A few things going on meant this edition of VFD was only ready on Saturday, and I figured I’d wait it out til Monday to drop it in your inbox. That means this week you’ll be getting two editions of VFD. Roll credits, launch fireworks, enjoy.
Sad week in America. Sad week in the world. I won’t spend too long on all that - it’s not nice and I reckon most of us can agree on that fact, at least. Fix what you can. There are a lot of broken pieces. I will say a remarkably interesting component on the shooting-in-another-part-of-the-world news cycle is that it almost always will now include the “Australia Fixed It” component about three days in. Guess that’s something to be proud of.
I hope you’re safe. I hope you’re happy. And if not, I hope there’s something in front of you that gets you there.
Our guest this week is Kate Lindsay. Kate is the co-creator of embedded, a great newsletter about internet people and culture. We talked for about 30 minutes about the death of blogging, how to use Twitter safely, and how embedded came to be. It was one of those conversations that flows very well, even at 630AM in the morning. I hope you enjoy it.
That’s all from me.
See you down the road.
VFD: How are you?
Kate Lindsay: I'm good. How are you?
VFD: I’m good. Thanks for doing this.
Kate Lindsay: Yes, thank you for asking me. I have some friends who have been on, so it's fun. I'm going to be part of the club.
VFD: That's good. I’m making my way around - how's your day been?
Kate Lindsay: It's been good. I’m still in that work-from-home life, and I'm a little bit tired of it. But I did do a walk outside, so that's good. Most days I'm just in this little room.

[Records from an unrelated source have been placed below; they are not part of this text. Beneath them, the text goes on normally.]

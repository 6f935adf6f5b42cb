//! Per-conversation state, owned by whoever drives the bot.
//!
//! The original kept the cart in an implicit server-side session; here
//! the state is an explicit value passed into every bot call. The cart
//! snapshot is only ever replaced wholesale — there is no merging.

use crate::types::{ChatResponse, LineItem};

/// Where the conversation currently stands.
#[derive(Debug, Clone, Copy, PartialEq, Eq, Default)]
pub enum ConversationStep {
    #[default]
    Start,
    Ordering,
    Ordered,
}

/// Who produced a history entry.
#[derive(Debug, Clone, Copy, PartialEq, Eq)]
pub enum Role {
    User,
    Assistant,
}

/// One line of conversation history.
#[derive(Debug, Clone)]
pub struct HistoryEntry {
    pub role: Role,
    pub content: String,
}

/// The last completed order, kept for tracking replies.
#[derive(Debug, Clone)]
pub struct LastOrder {
    pub number: String,
    pub eta: String,
    pub total: rust_decimal::Decimal,
}

/// Full conversation state.
#[derive(Debug, Clone, Default)]
pub struct SessionState {
    pub step: ConversationStep,
    cart: Vec<LineItem>,
    history: Vec<HistoryEntry>,
    pub last_order: Option<LastOrder>,
}

impl SessionState {
    pub fn new() -> Self {
        Self::default()
    }

    /// The current cart snapshot.
    pub fn cart(&self) -> &[LineItem] {
        &self.cart
    }

    /// Replace the cart snapshot wholesale. This is the only way the
    /// cart changes; individual entries are never edited in place.
    pub fn replace_cart(&mut self, snapshot: Vec<LineItem>) {
        self.cart = snapshot;
    }

    /// Append `count` units of a menu item to the snapshot.
    pub fn add_items(&mut self, name: &str, price: f64, count: u32) {
        for _ in 0..count {
            self.cart.push(LineItem {
                name: name.to_string(),
                price,
            });
        }
    }

    /// Remove up to `count` items matching `name` (case-insensitive).
    /// Returns how many were actually removed.
    pub fn remove_items(&mut self, name: &str, count: u32) -> u32 {
        let mut removed = 0;
        self.cart.retain(|item| {
            if removed < count && item.name.eq_ignore_ascii_case(name) {
                removed += 1;
                false
            } else {
                true
            }
        });
        removed
    }

    /// Apply a bot response the way the front-end does: a present
    /// `cart` field replaces the snapshot, an absent one retains it.
    pub fn apply_response(&mut self, response: &ChatResponse) {
        if let Some(cart) = &response.cart {
            self.replace_cart(cart.clone());
        }
    }

    /// Record one line of conversation.
    pub fn push_history(&mut self, role: Role, content: impl Into<String>) {
        self.history.push(HistoryEntry {
            role,
            content: content.into(),
        });
    }

    /// The most recent `window` history entries, oldest first.
    pub fn recent_history(&self, window: usize) -> &[HistoryEntry] {
        let start = self.history.len().saturating_sub(window);
        &self.history[start..]
    }
}

#[cfg(test)]
mod tests {
    use super::*;
    use crate::types::ChatResponse;

    fn line(name: &str, price: f64) -> LineItem {
        LineItem {
            name: name.into(),
            price,
        }
    }

    #[test]
    fn test_present_cart_replaces_snapshot_wholesale() {
        let mut state = SessionState::new();
        state.replace_cart(vec![line("Diavola", 9.5), line("Diavola", 9.5)]);

        let reply = ChatResponse::with_cart("ok", vec![line("Margherita", 8.0)]);
        state.apply_response(&reply);

        assert_eq!(state.cart().len(), 1);
        assert_eq!(state.cart()[0].name, "Margherita");
    }

    #[test]
    fn test_absent_cart_retains_snapshot() {
        let mut state = SessionState::new();
        state.replace_cart(vec![line("Margherita", 8.0)]);

        state.apply_response(&ChatResponse::text("solo testo"));

        assert_eq!(state.cart().len(), 1);
    }

    #[test]
    fn test_remove_caps_at_requested_count() {
        let mut state = SessionState::new();
        state.add_items("Margherita", 8.0, 3);
        state.add_items("Coca-Cola", 2.5, 1);

        let removed = state.remove_items("margherita", 2);
        assert_eq!(removed, 2);
        assert_eq!(state.cart().len(), 2);

        // Removing more than present removes what is there.
        let removed = state.remove_items("Margherita", 5);
        assert_eq!(removed, 1);
        assert_eq!(state.cart().len(), 1);
        assert_eq!(state.cart()[0].name, "Coca-Cola");
    }

    #[test]
    fn test_recent_history_window() {
        let mut state = SessionState::new();
        for i in 0..10 {
            state.push_history(Role::User, format!("msg {i}"));
        }
        let recent = state.recent_history(6);
        assert_eq!(recent.len(), 6);
        assert_eq!(recent[0].content, "msg 4");
        assert_eq!(recent[5].content, "msg 9");
    }
}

VFD: You're not in the office at all?
Kate Lindsay: No, technically voluntary right now. But the bigger thing is that they're opening a new office, and so that's kind of when the grand — still voluntary — return will happen. And so I'm just waiting for that. I haven’t been in the office now in two and a half years. I'm one of the rare people who miss it.
VFD: Oh my god, I’m the same. I need the office. I'm not good at home - I admit that I cannot work to the same standard.
Kate Lindsay: It’s also just that I don't see anyone all day. I'll see my boyfriend and I live with him, but at this point I see him all the time. I can go days without seeing anyone and I'm like: This isn't normal.
VFD: Oh man, yeah. We went back at the start of the year. Two or three days a week.
Kate Lindsay: That sounds kind of perfect. That's kind of what I want to do.
VFD: What's it like in the United States right now?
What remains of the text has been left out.